Getting rid of stop words and document tokenization using NLTK

Tiger1 picture Tiger1 · Jun 30, 2013 · Viewed 31.1k times · Source

I’m having difficulty eliminating and tokenizing a .text file using nltk. I keep getting the following AttributeError: 'list' object has no attribute 'lower'.

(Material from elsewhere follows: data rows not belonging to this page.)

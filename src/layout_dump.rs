use crate::ir::{Diagram, EdgeKind};
use crate::layout::{EdgePriority, Layout, Rectangle, priority_of};
use serde::Serialize;
use std::fs::File;
use std::io::BufWriter;
use std::path::Path;

#[derive(Debug, Serialize)]
pub struct LayoutDump {
    pub width: i32,
    pub height: i32,
    pub nodes: Vec<NodeDump>,
    pub edges: Vec<EdgeDump>,
}

#[derive(Debug, Serialize)]
pub struct NodeDump {
    pub id: String,
    pub x: i32,
    pub y: i32,
    pub width: i32,
    pub height: i32,
    pub parent: Option<String>,
}

#[derive(Debug, Serialize)]
pub struct EdgeDump {
    pub index: usize,
    pub kind: EdgeKind,
    pub priority: EdgePriority,
    pub start: String,
    pub end: String,
    pub points: Vec<[i32; 2]>,
}

impl LayoutDump {
    pub fn from_layout(layout: &Layout, diagram: &Diagram) -> Self {
        // Routed bounds, so every path endpoint lies on a dumped border.
        let node_bounds: Vec<Rectangle> = diagram
            .node_ids()
            .map(|id| layout.node_bounds(id).unwrap_or_else(|| diagram.bounds(id)))
            .collect();
        let nodes: Vec<NodeDump> = diagram
            .nodes()
            .iter()
            .zip(&node_bounds)
            .map(|(node, bounds)| NodeDump {
                id: node.name.clone(),
                x: bounds.x,
                y: bounds.y,
                width: bounds.width,
                height: bounds.height,
                parent: node.parent.map(|parent| diagram.node(parent).name.clone()),
            })
            .collect();

        let edges = layout
            .paths()
            .map(|(id, path)| {
                let edge = diagram.edge(id);
                EdgeDump {
                    index: id.index(),
                    kind: edge.kind,
                    priority: priority_of(edge),
                    start: diagram.node(edge.start).name.clone(),
                    end: diagram.node(edge.end).name.clone(),
                    points: path.points().iter().map(|p| [p.x, p.y]).collect(),
                }
            })
            .collect();

        // Extent from the origin, covering nodes and loops that leave them.
        let extent = node_bounds
            .iter()
            .copied()
            .chain(layout.bounds())
            .reduce(|acc, rect| acc.union(&rect))
            .unwrap_or(Rectangle::new(0, 0, 0, 0));

        LayoutDump {
            width: extent.max_x().max(0),
            height: extent.max_y().max(0),
            nodes,
            edges,
        }
    }
}

pub fn layout_dump_json(layout: &Layout, diagram: &Diagram) -> anyhow::Result<String> {
    let dump = LayoutDump::from_layout(layout, diagram);
    Ok(serde_json::to_string_pretty(&dump)?)
}

pub fn write_layout_dump(path: &Path, layout: &Layout, diagram: &Diagram) -> anyhow::Result<()> {
    let file = File::create(path)?;
    let writer = BufWriter::new(file);
    let dump = LayoutDump::from_layout(layout, diagram);
    serde_json::to_writer_pretty(writer, &dump)?;
    Ok(())
}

I just can’t figure out what I’m doing wrong, although it’s my first time of doing something like this. Below are my lines of code.I’ll appreciate any suggestions, thanks

    import nltk
    from nltk.corpus import stopwords
    s = open("C:\zircon\sinbo1.txt").read()
    tokens = nltk.word_tokenize(s)
    def cleanupDoc(s):
            stopset = set(stopwords.words('english'))
        tokens = nltk.word_tokenize(s)
        cleanup = [token.lower()for token in tokens.lower() not in stopset and  len(token)>2]
        return cleanup
    cleanupDoc(s)

Answer

alvas picture alvas · Mar 11, 2014

You can use the stopwords lists from NLTK, see How to remove stop words using nltk or python.

And most probably you would also like to strip off punctuation, you can use string.punctuation, see http://docs.python.org/2/library/string.html:

>>> from nltk import word_tokenize
>>> from nltk.corpus import stopwords
>>> import string
>>> sent = "this is a foo bar, bar black sheep."
>>> stop = set(stopwords.words('english') + list(string.punctuation))
>>> [i for i in word_tokenize(sent.lower()) if i not in stop]
['foo', 'bar', 'bar', 'black', 'sheep']